The Service’s original determination of the distinctiveness of the Pacific Coast western snowy plover was based on scientific information that showed that coastal plovers breed in different areas than inland plovers. The Service’s Distinct Vertebrate Population Segment Policy, published in 1996, stipulates that a vertebrate population segment must be both discrete and significant to qualify for consideration for listing under the Act. As such, the Service considers information on behavior, distribution, ecology and – if available – genetic data in making a determination of whether a population is discrete and significant.

The Service’s DPS policy states that all DPS listings made prior to the policy will be reevaluated on a case-by-case basis as recommendations are made to change the listing. In the 12-month status review, the Service will reevaluate whether the species still qualifies as a DPS under the 1996 policy. If it does, the Service will also consider whether it continues to meet the definition of a threatened species.

A shorebird, the western snowy plover is distinguished from other plovers by its small size, pale brown upper parts, dark patches on either side of the upper breast, and dark gray to blackish legs. Snowy plovers weigh between 1.2 and 2 ounces. They are generally 5 to 7 inches long. The Pacific coast population of the western snowy plover breeds primarily on coastal beaches from southern Washington to southern Baja California, Mexico.

At of the end of 2003, biologists had counted about 1,600 adult snowy plovers along the Pacific Coast of the United States. They believe a roughly equal number breed on the west coast of Baja California. The largest number of breeding birds occurs from south of San Francisco Bay to southern Baja.

The decline of the species has been attributed to loss of nesting habitat, human disturbance, encroachment of European beach grass on nesting grounds, and predation. The species was listed as threatened in 1993, and the Service designated critical habitat in 1999.

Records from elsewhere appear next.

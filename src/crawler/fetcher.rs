//! HTTP fetcher implementation
//!
//! This module handles all outbound page requests, including:
//! - Building the HTTP client with the crawler's user agent and timeouts
//! - The `Fetcher` seam the pipeline is written against
//! - Classifying transport failures

use crate::config::UserAgentConfig;
use async_trait::async_trait;
use reqwest::Client;
use std::time::Duration;
use thiserror::Error;

/// Why a page could not be used
#[derive(Debug, Clone, PartialEq, Eq, Error)]
pub enum FetchError {
    /// The server answered with a non-2xx status
    #[error("HTTP {status} from {url}")]
    Status { url: String, status: u16 },

    /// The request never produced a response (timeout, refused, TLS, body read)
    #[error("Transport error for {url}: {message}")]
    Transport { url: String, message: String },
}

/// A response as seen by the pipeline
#[derive(Debug, Clone)]
pub struct FetchedPage {
    pub status_code: u16,
    pub body: String,
}

impl FetchedPage {
    pub fn is_success(&self) -> bool {
        (200..300).contains(&self.status_code)
    }
}

/// Retrieves catalog pages
///
/// Implementations return `Ok` for any HTTP response, whatever its status,
/// and `FetchError::Transport` when no response was obtained.
#[async_trait]
pub trait Fetcher: Send + Sync {
    async fn fetch(&self, url: &str) -> Result<FetchedPage, FetchError>;
}

/// Builds an HTTP client with proper configuration
///
/// # Arguments
///
/// * `config` - The user agent configuration
/// * `timeout_secs` - Whole-request timeout
///
/// # Example
///
/// ```no_run
/// use watchwatcher::config::UserAgentConfig;
/// use watchwatcher::crawler::build_http_client;
///
/// let config = UserAgentConfig {
///     crawler_name: "WatchWatcher".to_string(),
///     crawler_version: "1.0".to_string(),
///     contact_url: "https://example.com/about".to_string(),
///     contact_email: "admin@example.com".to_string(),
/// };
///
/// let client = build_http_client(&config, 30).unwrap();
/// ```
pub fn build_http_client(
    config: &UserAgentConfig,
    timeout_secs: u64,
) -> Result<Client, reqwest::Error> {
    Client::builder()
        .user_agent(config.header_value())
        .timeout(Duration::from_secs(timeout_secs))
        .connect_timeout(Duration::from_secs(10))
        .gzip(true)
        .brotli(true)
        .build()
}

/// `Fetcher` backed by a reqwest client
#[derive(Debug, Clone)]
pub struct HttpFetcher {
    client: Client,
}

impl HttpFetcher {
    pub fn new(client: Client) -> Self {
        Self { client }
    }

    /// Builds the client from configuration and wraps it
    pub fn from_config(config: &UserAgentConfig, timeout_secs: u64) -> Result<Self, reqwest::Error> {
        Ok(Self::new(build_http_client(config, timeout_secs)?))
    }
}

#[async_trait]
impl Fetcher for HttpFetcher {
    async fn fetch(&self, url: &str) -> Result<FetchedPage, FetchError> {
        let response = self
            .client
            .get(url)
            .send()
            .await
            .map_err(|e| transport_error(url, &e))?;

        let status_code = response.status().as_u16();
        let body = response.text().await.map_err(|e| transport_error(url, &e))?;

        Ok(FetchedPage { status_code, body })
    }
}

fn transport_error(url: &str, error: &reqwest::Error) -> FetchError {
    let message = if error.is_timeout() {
        "Request timeout".to_string()
    } else if error.is_connect() {
        "Connection refused".to_string()
    } else {
        error.to_string()
    };

    FetchError::Transport {
        url: url.to_string(),
        message,
    }
}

The U.S. Fish and Wildlife Service is the principal Federal agency responsible for conserving, protecting and enhancing fish, wildlife and plants and their habitats for the continuing benefit of the American people. The Service manages the 95-million-acre National Wildlife Refuge System, which encompasses 544 national wildlife refuges, thousands of small wetlands and other special management areas. It also operates 69 national fish hatcheries, 63 Fish and Wildlife Management offices and 81 ecological services field stations. The agency enforces federal wildlife laws, administers the Endangered Species Act, manages migratory bird populations, restores nationally significant fisheries, conserves and restores wildlife habitat such as wetlands, and helps foreign governments with their conservation efforts. It also oversees the Federal Assistance program, which distributes hundreds of millions of dollars in excise taxes on fishing and hunting equipment to state fish and wildlife agencies.